- Born: 29 January 1814
- Died: 24 October 1881 (aged 67)
- Allegiance: United Kingdom
- Branch: Royal Navy
- Rank: Admiral
- Commands: HMS Highflyer HMS Archer HMS Doris HMS Ajax HMS Hawke HMS Frederick William Commander-in-Chief, Queenstown

= Edmund Heathcote =

Admiral Edmund Heathcote (29 January 1814 – 24 October 1881) was a Royal Navy officer who became Commander-in-Chief, Queenstown.

==Early life==
Heathcote was born in Hursley, Hampshire, England. He was the fourth son of Samuel Heathcote and Catherine Pickering.

On 14 July 1844, in St. John's, Newfoundland, Edmund married his first wife, Elizabeth Lucy Law with whom he had two sons. In 1850, Lucy bore a third child, whose father was not Edmund; the couple were divorced on 9 March 1851, and Lucy appears to have taken their elder son, William (1845-1884), as well as her young child, to Australia, where her child's father had been transported for seven years penal servitude; William and Lucy both died in Australia.

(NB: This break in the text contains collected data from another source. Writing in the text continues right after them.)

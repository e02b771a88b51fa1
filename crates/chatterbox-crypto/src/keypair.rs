//! P-256 key pairs, public keys, fingerprints and Diffie-Hellman

use std::{
    fmt,
    hash::{Hash, Hasher},
};

use p256::{ecdh::diffie_hellman, elliptic_curve::sec1::ToEncodedPoint};
use sha2::{Digest, Sha256};

use crate::{
    entropy::Entropy,
    error::CryptoError,
    secret::SecretBuffer,
    symmetric::{KEY_SIZE, SymmetricKey},
};

/// Length of a public key fingerprint in bytes
pub const FINGERPRINT_LENGTH: usize = 32;

/// Width of one affine coordinate in the fingerprint preimage
const COORDINATE_SIZE: usize = 32;

/// Length of an uncompressed SEC1 point (`0x04 || X || Y`)
pub const PUBLIC_KEY_LENGTH: usize = 65;

/// Attempts at drawing a valid scalar before giving up.
///
/// A uniformly random 32-byte string is out of range for P-256 with
/// probability below 2^-32, so hitting this limit means the random source is
/// broken.
const MAX_SCALAR_ATTEMPTS: usize = 8;

/// SHA-256 digest of a public key.
///
/// Stable identity for a key: used to key session tables and bound into
/// message associated data.
#[derive(Clone, Copy, PartialEq, Eq, Hash, PartialOrd, Ord)]
pub struct Fingerprint([u8; FINGERPRINT_LENGTH]);

impl Fingerprint {
    /// Raw digest bytes.
    pub fn as_bytes(&self) -> &[u8; FINGERPRINT_LENGTH] {
        &self.0
    }
}

impl fmt::Display for Fingerprint {
    fn fmt(&self, f: &mut fmt::Formatter<'_>) -> fmt::Result {
        for byte in &self.0 {
            write!(f, "{byte:02x}")?;
        }
        Ok(())
    }
}

impl fmt::Debug for Fingerprint {
    fn fmt(&self, f: &mut fmt::Formatter<'_>) -> fmt::Result {
        // First 8 bytes are plenty to tell keys apart in logs
        write!(f, "Fingerprint(")?;
        for byte in &self.0[..8] {
            write!(f, "{byte:02x}")?;
        }
        write!(f, "..)")
    }
}

/// An elliptic-curve point on P-256.
///
/// Immutable and cheap to copy. Equality and hashing go through the
/// fingerprint, so two encodings of the same point are the same key.
#[derive(Clone, Copy)]
pub struct PublicKey {
    point: p256::PublicKey,
    fingerprint: Fingerprint,
}

impl PublicKey {
    fn from_point(point: p256::PublicKey) -> Self {
        let fingerprint = fingerprint_of(&point);
        Self { point, fingerprint }
    }

    /// SHA-256 over `pad32(X) || pad32(Y)`, big-endian.
    pub fn fingerprint(&self) -> Fingerprint {
        self.fingerprint
    }

    /// Uncompressed SEC1 encoding (65 bytes).
    pub fn to_sec1_bytes(&self) -> Vec<u8> {
        self.point.to_encoded_point(false).as_bytes().to_vec()
    }

    /// Parse a SEC1-encoded point (compressed or uncompressed).
    ///
    /// Rejects the identity and points not on the curve.
    pub fn from_sec1_bytes(bytes: &[u8]) -> Result<Self, CryptoError> {
        let point = p256::PublicKey::from_sec1_bytes(bytes).map_err(|_| {
            CryptoError::InvalidPublicKey {
                reason: format!("{} bytes do not encode a P-256 point", bytes.len()),
            }
        })?;
        Ok(Self::from_point(point))
    }
}

impl PartialEq for PublicKey {
    fn eq(&self, other: &Self) -> bool {
        self.fingerprint == other.fingerprint
    }
}

impl Eq for PublicKey {}

impl Hash for PublicKey {
    fn hash<H: Hasher>(&self, state: &mut H) {
        self.fingerprint.hash(state);
    }
}

impl fmt::Debug for PublicKey {
    fn fmt(&self, f: &mut fmt::Formatter<'_>) -> fmt::Result {
        write!(f, "PublicKey({:?})", self.fingerprint)
    }
}

fn fingerprint_of(point: &p256::PublicKey) -> Fingerprint {
    let encoded = point.to_encoded_point(false);
    let (Some(x), Some(y)) = (encoded.x(), encoded.y()) else {
        unreachable!("uncompressed encoding of a non-identity point has both coordinates");
    };

    // Coordinates are already fixed-width big-endian field elements; the
    // right-aligned copy keeps the layout explicit.
    let mut preimage = [0u8; 2 * COORDINATE_SIZE];
    preimage[COORDINATE_SIZE - x.len()..COORDINATE_SIZE].copy_from_slice(x);
    preimage[2 * COORDINATE_SIZE - y.len()..].copy_from_slice(y);

    Fingerprint(Sha256::digest(preimage).into())
}

/// A P-256 key pair.
///
/// The private scalar is zeroized when the pair is dropped, so replacing a
/// ratchet key pair by assignment erases the old one.
pub struct KeyPair {
    secret: p256::SecretKey,
    public: PublicKey,
}

impl KeyPair {
    /// Generate a fresh key pair from `entropy`.
    ///
    /// # Errors
    ///
    /// - `ProvisioningFailure` if the random source fails or keeps producing
    ///   out-of-range scalars
    pub fn generate(entropy: &(impl Entropy + ?Sized)) -> Result<Self, CryptoError> {
        let mut candidate = SecretBuffer::<KEY_SIZE>::zeroed();

        for _ in 0..MAX_SCALAR_ATTEMPTS {
            entropy.try_fill(candidate.expose_mut())?;
            if let Ok(secret) = p256::SecretKey::from_slice(candidate.expose()) {
                return Ok(Self::from_secret(secret));
            }
        }

        Err(CryptoError::ProvisioningFailure {
            reason: format!("no valid P-256 scalar after {MAX_SCALAR_ATTEMPTS} draws"),
        })
    }

    fn from_secret(secret: p256::SecretKey) -> Self {
        let public = PublicKey::from_point(secret.public_key());
        Self { secret, public }
    }

    /// The public half.
    pub fn public_key(&self) -> &PublicKey {
        &self.public
    }

    /// Erase the private scalar.
    ///
    /// Consumes the pair; equivalent to dropping it.
    pub fn zeroize(self) {
        drop(self);
    }
}

impl fmt::Debug for KeyPair {
    fn fmt(&self, f: &mut fmt::Formatter<'_>) -> fmt::Result {
        f.debug_struct("KeyPair").field("public", &self.public).finish_non_exhaustive()
    }
}

/// Diffie-Hellman between `public` and the private half of `pair`.
///
/// Returns `SHA-256(x)` where `x` is the 32-byte big-endian x-coordinate of
/// the shared point.
pub fn dh_combine(public: &PublicKey, pair: &KeyPair) -> SymmetricKey {
    let shared = diffie_hellman(pair.secret.to_nonzero_scalar(), public.point.as_affine());
    let mut digest: [u8; KEY_SIZE] = Sha256::digest(shared.raw_secret_bytes()).into();
    let key = SymmetricKey::from_bytes(digest);
    zeroize::Zeroize::zeroize(&mut digest);
    key
}
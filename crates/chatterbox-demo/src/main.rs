//! Chatterbox demonstration binary.
//!
//! Plays a scripted conversation between Alice and Bob through the session
//! engine: handshake, in-order delivery, shuffled delivery on a fresh
//! session, replies in both directions, a replay attempt and teardown.
//!
//! # Usage
//!
//! ```bash
//! # Random keys and delivery order
//! chatterbox-demo
//!
//! # Reproducible run with a larger shuffled batch and replay protection
//! chatterbox-demo --seed 42 --batch 12 --purge-used-keys
//!
//! # Ratchet internals
//! RUST_LOG=chatterbox_core=debug chatterbox-demo
//! ```

use std::error::Error;

use chatterbox_core::{Chatter, ChatterConfig, Message};
use chatterbox_crypto::{Entropy, OsEntropy, SeededEntropy};
use clap::Parser;
use rand::{Rng, SeedableRng, rngs::StdRng, seq::SliceRandom};
use tracing_subscriber::{EnvFilter, fmt, layer::SubscriberExt, util::SubscriberInitExt};

/// Chatterbox session engine demonstration
#[derive(Parser, Debug)]
#[command(name = "chatterbox-demo")]
#[command(about = "Scripted double-ratchet conversation between two parties")]
#[command(version)]
struct Args {
    /// Seed for key material and delivery order (random if omitted)
    #[arg(long)]
    seed: Option<u64>,

    /// Number of messages in the shuffled batch
    #[arg(long, default_value = "5")]
    batch: u32,

    /// Erase skipped-message keys after first use, rejecting replays
    #[arg(long)]
    purge_used_keys: bool,

    /// Log level (trace, debug, info, warn, error)
    #[arg(long, default_value = "info")]
    log_level: String,
}

fn main() -> Result<(), Box<dyn Error>> {
    let args = Args::parse();
    let filter =
        EnvFilter::try_from_default_env().unwrap_or_else(|_| EnvFilter::new(&args.log_level));

    tracing_subscriber::registry().with(fmt::layer()).with(filter).init();

    let config =
        ChatterConfig { purge_used_keys: args.purge_used_keys, ..ChatterConfig::default() };

    match args.seed {
        Some(seed) => {
            tracing::info!(seed, "deterministic run");
            let entropy = SeededEntropy::new(seed);
            let alice = Chatter::with_config(config.clone(), &entropy)?;
            let bob = Chatter::with_config(config, &entropy)?;
            run(alice, bob, &mut StdRng::seed_from_u64(seed), args.batch)
        },
        None => {
            let alice = Chatter::with_config(config.clone(), OsEntropy)?;
            let bob = Chatter::with_config(config, OsEntropy)?;
            run(alice, bob, &mut StdRng::from_entropy(), args.batch)
        },
    }
}

fn run<E: Entropy>(
    mut alice: Chatter<E>,
    mut bob: Chatter<E>,
    rng: &mut impl Rng,
    batch: u32,
) -> Result<(), Box<dyn Error>> {
    let alice_id = *alice.identity();
    let bob_id = *bob.identity();
    tracing::info!(alice = %alice_id.fingerprint(), bob = %bob_id.fingerprint(), "parties created");

    handshake(&mut alice, &mut bob)?;

    tracing::info!("=== one direction, in order ===");
    let in_order = [
        "Hello World to you Bob",
        "You know I have been thinking about you lately",
        "Maybe we should get back together :)",
        "Wanna meet tommorrow??",
    ];
    let mut sent = Vec::with_capacity(in_order.len());
    for text in in_order {
        sent.push(alice.send_message(&bob_id, text.as_bytes())?);
        tracing::info!(%text, "[alice] sent");
    }
    for (msg, expected) in sent.iter().zip(in_order) {
        let plaintext = bob.receive_message(msg)?;
        report("bob", msg, &plaintext);
        if plaintext != expected.as_bytes() {
            return Err(format!("counter {} decrypted to the wrong text", msg.counter).into());
        }
    }

    tracing::info!("=== fresh session, shuffled delivery ===");
    alice.end_session(&bob_id)?;
    bob.end_session(&alice_id)?;
    handshake(&mut alice, &mut bob)?;

    let mut shuffled = (1..=batch)
        .map(|i| alice.send_message(&bob_id, format!("Message {i}").as_bytes()))
        .collect::<Result<Vec<_>, _>>()?;
    shuffled.shuffle(rng);
    let order: Vec<u32> = shuffled.iter().map(|msg| msg.counter).collect();
    tracing::info!(?order, "[bob] delivery order");

    for msg in &shuffled {
        match bob.receive_message(msg) {
            Ok(plaintext) => report("bob", msg, &plaintext),
            Err(err) => tracing::error!(counter = msg.counter, %err, "[bob] decryption failed"),
        }
    }

    tracing::info!("=== both directions ===");
    let reply = bob.send_message(&alice_id, b"Hello world to you too Alice...")?;
    report("alice", &reply, &alice.receive_message(&reply)?);

    let follow_up = alice.send_message(&bob_id, b"Sooo... whats your answer?")?;
    report("bob", &follow_up, &bob.receive_message(&follow_up)?);

    for text in [
        "Don't you think its too late to come back?",
        "Sorry but this is not going to work.",
        "I already met somebody new. Sorry. Maybe in next life",
    ] {
        let msg = bob.send_message(&alice_id, text.as_bytes())?;
        report("alice", &msg, &alice.receive_message(&msg)?);
    }

    tracing::info!("=== replay ===");
    let replayed = alice.send_message(&bob_id, b"Bob I really need you PLZ")?;
    report("bob", &replayed, &bob.receive_message(&replayed)?);
    match bob.receive_message(&replayed) {
        Ok(plaintext) => {
            let text = String::from_utf8_lossy(&plaintext);
            tracing::warn!(%text, "[bob] replay accepted from cached key");
        },
        Err(err) => tracing::info!(%err, "[bob] replay rejected"),
    }

    tracing::info!("=== teardown ===");
    alice.end_session(&bob_id)?;
    bob.end_session(&alice_id)?;
    tracing::info!(
        alice_sessions = alice.session_count(),
        bob_sessions = bob.session_count(),
        "sessions ended"
    );

    Ok(())
}

/// Alice initiates, Bob answers, Alice finalizes; confirmations must agree.
fn handshake<E: Entropy>(
    alice: &mut Chatter<E>,
    bob: &mut Chatter<E>,
) -> Result<(), Box<dyn Error>> {
    let alice_id = *alice.identity();
    let bob_id = *bob.identity();

    let alice_ephemeral = alice.initiate_handshake(&bob_id)?;
    let (bob_ephemeral, bob_confirm) = bob.return_handshake(&alice_id, &alice_ephemeral)?;
    let alice_confirm = alice.finalize_handshake(&bob_id, &bob_ephemeral)?;

    if alice_confirm != bob_confirm {
        return Err("handshake confirmation values differ".into());
    }

    tracing::info!("handshake complete, confirmation values match");
    Ok(())
}

fn report(who: &str, msg: &Message, plaintext: &[u8]) {
    tracing::info!(
        counter = msg.counter,
        text = %String::from_utf8_lossy(plaintext),
        "[{who}] decrypted"
    );
}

On 19 August 1852, Edmund married Jessie Hill, at St. Paul's Cathedral in Halifax, Nova Scotia. Very soon thereafter, the couple returned to England and settled in Fritham, Hampshire, where their three children were born.

==Naval career==
Heathcote became commanding officer of the frigate HMS Highflyer in December 1852, commanding officer of the sloop HMS Archer in February 1854 and commanding officer of the frigate HMS Doris in March 1859. He went on to be commanding officer of the third-rate HMS Ajax in February 1861, commanding officer of the third-rate HMS Hawke in January 1864 and commanding officer of the first-rate HMS Frederick William in March 1865. His last appointment was as Commander-in-Chief, Queenstown in May 1871 before he retired in January 1874.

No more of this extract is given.